--- START ---
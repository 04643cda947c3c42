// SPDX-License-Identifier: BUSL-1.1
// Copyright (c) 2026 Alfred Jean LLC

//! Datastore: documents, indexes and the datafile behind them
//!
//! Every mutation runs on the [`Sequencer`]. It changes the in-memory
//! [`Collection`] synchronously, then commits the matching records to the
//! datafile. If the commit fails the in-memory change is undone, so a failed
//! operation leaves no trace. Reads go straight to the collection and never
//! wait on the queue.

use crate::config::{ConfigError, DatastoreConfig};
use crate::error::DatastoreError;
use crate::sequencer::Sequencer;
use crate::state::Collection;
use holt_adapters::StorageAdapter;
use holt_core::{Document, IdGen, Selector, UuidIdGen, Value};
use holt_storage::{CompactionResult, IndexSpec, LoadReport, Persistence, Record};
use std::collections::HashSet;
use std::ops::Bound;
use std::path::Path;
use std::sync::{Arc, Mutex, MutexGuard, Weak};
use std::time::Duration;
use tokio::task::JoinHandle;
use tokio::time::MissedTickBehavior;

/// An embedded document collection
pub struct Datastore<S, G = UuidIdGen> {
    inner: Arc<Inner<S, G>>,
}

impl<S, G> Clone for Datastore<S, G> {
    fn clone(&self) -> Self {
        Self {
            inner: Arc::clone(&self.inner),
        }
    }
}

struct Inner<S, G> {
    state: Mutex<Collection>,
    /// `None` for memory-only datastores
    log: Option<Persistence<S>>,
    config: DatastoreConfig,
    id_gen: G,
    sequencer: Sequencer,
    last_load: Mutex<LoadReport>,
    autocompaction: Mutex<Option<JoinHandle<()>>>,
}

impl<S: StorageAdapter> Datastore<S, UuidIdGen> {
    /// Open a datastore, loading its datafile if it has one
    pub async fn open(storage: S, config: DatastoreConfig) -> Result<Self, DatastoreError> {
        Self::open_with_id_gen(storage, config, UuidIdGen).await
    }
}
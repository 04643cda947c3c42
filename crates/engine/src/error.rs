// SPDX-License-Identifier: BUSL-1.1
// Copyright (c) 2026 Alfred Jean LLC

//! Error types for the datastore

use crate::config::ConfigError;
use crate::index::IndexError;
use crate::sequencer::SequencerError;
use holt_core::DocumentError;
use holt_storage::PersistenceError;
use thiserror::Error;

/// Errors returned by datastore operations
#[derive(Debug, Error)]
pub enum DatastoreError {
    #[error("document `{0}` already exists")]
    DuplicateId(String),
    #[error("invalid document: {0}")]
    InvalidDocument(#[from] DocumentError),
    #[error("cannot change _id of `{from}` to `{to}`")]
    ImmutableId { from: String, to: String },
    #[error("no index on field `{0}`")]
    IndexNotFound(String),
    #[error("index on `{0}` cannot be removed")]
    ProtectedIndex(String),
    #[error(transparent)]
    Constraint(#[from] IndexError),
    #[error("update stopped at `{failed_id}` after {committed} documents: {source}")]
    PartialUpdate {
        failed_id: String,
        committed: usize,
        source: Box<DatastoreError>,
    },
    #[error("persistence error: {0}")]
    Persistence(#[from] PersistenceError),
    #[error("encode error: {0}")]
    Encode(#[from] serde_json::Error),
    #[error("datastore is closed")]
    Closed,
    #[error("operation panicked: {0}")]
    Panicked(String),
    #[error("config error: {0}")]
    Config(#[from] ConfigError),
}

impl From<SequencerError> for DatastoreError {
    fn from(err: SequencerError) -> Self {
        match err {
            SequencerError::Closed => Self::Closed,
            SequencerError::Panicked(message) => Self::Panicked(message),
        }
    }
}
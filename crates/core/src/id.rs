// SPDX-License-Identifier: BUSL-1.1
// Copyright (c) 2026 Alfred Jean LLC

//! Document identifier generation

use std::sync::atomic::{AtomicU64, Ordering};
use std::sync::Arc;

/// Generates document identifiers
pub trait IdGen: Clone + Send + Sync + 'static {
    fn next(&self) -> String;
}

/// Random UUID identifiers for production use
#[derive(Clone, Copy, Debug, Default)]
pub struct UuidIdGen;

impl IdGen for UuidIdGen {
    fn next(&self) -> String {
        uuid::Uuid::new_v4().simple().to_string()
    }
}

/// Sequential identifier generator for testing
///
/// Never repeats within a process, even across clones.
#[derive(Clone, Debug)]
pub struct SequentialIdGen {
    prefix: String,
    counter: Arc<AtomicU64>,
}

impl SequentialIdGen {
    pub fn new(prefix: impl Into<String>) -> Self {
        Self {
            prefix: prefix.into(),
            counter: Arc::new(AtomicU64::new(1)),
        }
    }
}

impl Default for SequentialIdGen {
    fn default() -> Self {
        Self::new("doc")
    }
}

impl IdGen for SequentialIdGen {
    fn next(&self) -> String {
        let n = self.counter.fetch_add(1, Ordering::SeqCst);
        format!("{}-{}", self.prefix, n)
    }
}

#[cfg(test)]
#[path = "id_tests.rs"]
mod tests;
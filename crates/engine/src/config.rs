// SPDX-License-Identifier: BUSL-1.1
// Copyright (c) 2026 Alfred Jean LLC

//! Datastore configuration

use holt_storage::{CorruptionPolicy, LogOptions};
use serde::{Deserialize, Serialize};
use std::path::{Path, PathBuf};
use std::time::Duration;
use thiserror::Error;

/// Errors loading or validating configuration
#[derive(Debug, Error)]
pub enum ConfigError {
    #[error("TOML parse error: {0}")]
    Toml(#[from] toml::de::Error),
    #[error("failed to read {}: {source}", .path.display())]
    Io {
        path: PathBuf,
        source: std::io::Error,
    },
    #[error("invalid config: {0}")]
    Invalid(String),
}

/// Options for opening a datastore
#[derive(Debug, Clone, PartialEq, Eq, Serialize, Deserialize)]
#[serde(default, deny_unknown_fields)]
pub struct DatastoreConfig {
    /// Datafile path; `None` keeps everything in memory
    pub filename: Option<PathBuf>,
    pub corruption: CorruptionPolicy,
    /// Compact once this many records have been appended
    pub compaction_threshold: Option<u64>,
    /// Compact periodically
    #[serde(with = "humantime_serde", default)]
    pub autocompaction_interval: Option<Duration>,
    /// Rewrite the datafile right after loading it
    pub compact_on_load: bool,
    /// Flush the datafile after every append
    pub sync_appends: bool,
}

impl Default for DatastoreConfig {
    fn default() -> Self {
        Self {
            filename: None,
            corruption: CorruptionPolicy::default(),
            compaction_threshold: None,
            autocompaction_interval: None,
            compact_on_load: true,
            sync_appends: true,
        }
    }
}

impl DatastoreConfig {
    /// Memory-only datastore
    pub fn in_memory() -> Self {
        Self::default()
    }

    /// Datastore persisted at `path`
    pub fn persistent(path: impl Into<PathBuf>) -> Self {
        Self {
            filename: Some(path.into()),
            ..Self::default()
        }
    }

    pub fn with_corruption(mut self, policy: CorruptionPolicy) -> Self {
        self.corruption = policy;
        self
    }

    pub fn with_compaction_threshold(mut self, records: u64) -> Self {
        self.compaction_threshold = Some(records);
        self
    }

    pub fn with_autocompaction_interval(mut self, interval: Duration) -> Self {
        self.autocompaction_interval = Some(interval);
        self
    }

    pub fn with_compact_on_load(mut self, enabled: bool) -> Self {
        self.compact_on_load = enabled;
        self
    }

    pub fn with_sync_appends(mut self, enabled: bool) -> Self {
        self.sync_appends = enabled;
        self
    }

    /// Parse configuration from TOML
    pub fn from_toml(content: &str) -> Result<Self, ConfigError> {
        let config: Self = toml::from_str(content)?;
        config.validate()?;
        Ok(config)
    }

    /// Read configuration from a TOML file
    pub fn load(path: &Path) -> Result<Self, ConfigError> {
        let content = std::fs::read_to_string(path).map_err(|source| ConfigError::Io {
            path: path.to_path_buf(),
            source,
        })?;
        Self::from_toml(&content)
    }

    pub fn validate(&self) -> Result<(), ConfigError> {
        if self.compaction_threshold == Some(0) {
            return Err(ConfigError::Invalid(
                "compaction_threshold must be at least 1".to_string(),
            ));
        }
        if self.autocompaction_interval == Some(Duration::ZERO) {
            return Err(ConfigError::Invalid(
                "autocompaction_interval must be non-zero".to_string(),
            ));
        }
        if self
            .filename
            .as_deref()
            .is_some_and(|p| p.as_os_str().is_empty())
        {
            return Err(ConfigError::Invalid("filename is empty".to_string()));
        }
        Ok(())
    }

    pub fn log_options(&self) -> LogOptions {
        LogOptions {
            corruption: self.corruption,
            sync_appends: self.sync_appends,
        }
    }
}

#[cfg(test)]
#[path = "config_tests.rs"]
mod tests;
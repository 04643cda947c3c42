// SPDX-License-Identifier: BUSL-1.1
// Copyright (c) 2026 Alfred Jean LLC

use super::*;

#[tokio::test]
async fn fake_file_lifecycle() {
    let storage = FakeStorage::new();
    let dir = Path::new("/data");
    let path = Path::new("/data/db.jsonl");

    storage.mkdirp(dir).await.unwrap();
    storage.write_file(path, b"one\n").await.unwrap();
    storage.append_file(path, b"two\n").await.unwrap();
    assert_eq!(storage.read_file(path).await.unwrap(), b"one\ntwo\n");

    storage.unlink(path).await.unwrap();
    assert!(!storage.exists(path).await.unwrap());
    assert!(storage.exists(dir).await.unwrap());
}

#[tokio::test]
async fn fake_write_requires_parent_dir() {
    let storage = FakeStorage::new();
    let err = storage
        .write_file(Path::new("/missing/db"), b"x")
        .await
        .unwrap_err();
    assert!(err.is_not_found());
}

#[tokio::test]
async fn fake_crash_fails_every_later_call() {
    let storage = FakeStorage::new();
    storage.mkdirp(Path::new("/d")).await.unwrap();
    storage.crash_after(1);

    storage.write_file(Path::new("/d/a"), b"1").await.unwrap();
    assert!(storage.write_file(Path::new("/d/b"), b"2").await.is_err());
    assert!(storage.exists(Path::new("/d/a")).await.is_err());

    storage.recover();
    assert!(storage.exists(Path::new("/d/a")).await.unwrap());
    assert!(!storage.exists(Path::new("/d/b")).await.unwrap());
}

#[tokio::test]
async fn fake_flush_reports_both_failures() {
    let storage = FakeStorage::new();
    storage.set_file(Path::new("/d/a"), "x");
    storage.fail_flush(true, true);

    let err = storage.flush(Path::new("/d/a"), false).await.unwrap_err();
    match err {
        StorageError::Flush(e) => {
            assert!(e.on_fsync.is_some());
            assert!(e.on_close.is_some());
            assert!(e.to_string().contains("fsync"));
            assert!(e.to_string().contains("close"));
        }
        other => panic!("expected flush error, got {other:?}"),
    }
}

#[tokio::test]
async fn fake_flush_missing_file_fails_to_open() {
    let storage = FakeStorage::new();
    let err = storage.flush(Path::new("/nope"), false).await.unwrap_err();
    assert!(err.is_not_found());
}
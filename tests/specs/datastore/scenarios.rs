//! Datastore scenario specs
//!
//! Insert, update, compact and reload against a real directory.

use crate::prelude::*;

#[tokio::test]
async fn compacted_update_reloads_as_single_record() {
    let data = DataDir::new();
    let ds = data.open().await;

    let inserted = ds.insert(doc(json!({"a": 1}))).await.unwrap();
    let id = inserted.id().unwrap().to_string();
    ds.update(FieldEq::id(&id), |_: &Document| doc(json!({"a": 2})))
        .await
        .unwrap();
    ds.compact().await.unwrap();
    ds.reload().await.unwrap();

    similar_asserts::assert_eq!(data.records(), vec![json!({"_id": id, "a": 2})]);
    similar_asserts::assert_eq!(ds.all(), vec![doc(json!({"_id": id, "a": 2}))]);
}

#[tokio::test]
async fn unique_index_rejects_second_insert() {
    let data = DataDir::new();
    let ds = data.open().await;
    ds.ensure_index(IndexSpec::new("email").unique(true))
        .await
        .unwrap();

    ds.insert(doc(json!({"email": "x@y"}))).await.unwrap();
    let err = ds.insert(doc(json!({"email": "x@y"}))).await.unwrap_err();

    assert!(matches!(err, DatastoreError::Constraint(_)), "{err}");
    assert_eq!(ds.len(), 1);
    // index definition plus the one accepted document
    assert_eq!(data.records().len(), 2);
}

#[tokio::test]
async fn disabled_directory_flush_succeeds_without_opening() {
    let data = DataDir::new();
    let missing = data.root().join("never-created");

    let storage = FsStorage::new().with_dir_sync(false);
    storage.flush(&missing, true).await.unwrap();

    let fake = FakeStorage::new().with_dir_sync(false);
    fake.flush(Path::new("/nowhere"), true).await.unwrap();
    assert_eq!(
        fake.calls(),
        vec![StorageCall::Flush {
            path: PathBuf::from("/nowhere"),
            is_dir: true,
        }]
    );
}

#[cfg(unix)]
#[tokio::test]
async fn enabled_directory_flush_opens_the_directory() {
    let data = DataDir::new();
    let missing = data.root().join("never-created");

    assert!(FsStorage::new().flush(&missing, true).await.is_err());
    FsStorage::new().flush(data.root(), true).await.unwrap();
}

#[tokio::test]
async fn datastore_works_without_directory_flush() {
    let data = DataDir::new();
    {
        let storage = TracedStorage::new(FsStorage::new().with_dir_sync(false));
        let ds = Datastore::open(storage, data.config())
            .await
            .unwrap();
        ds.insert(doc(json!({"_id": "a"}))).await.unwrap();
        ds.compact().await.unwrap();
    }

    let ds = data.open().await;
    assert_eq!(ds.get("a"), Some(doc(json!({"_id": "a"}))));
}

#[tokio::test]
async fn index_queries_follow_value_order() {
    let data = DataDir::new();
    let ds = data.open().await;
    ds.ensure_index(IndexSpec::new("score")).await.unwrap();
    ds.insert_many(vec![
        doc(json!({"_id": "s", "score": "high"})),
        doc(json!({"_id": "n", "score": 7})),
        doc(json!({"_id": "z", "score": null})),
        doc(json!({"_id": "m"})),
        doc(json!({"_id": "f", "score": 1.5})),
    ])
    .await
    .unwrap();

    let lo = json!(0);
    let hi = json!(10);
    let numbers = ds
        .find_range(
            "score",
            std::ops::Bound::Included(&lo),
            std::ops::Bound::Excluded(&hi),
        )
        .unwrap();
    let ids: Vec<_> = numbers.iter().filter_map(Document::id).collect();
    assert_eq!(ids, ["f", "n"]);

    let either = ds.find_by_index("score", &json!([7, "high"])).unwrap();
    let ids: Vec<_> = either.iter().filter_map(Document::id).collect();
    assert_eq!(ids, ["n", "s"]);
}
--- END ---
• [TASK TO CARRY OUT] Return exactly, and only, the lines above starting at the line that contains "let id = inserted.id().unwrap().to_string();" and ending at the line that contains "async fn unique_index_rejects_second_insert()".

• [ANSWER BOX]
    let id = inserted.id().unwrap().to_string();
    ds.update(FieldEq::id(&id), |_: &Document| doc(json!({"a": 2})))
        .await
        .unwrap();
    ds.compact().await.unwrap();
    ds.reload().await.unwrap();

    similar_asserts::assert_eq!(data.records(), vec![json!({"_id": id, "a": 2})]);
    similar_asserts::assert_eq!(ds.all(), vec![doc(json!({"_id": id, "a": 2}))]);
}

#[tokio::test]
async fn unique_index_rejects_second_insert() {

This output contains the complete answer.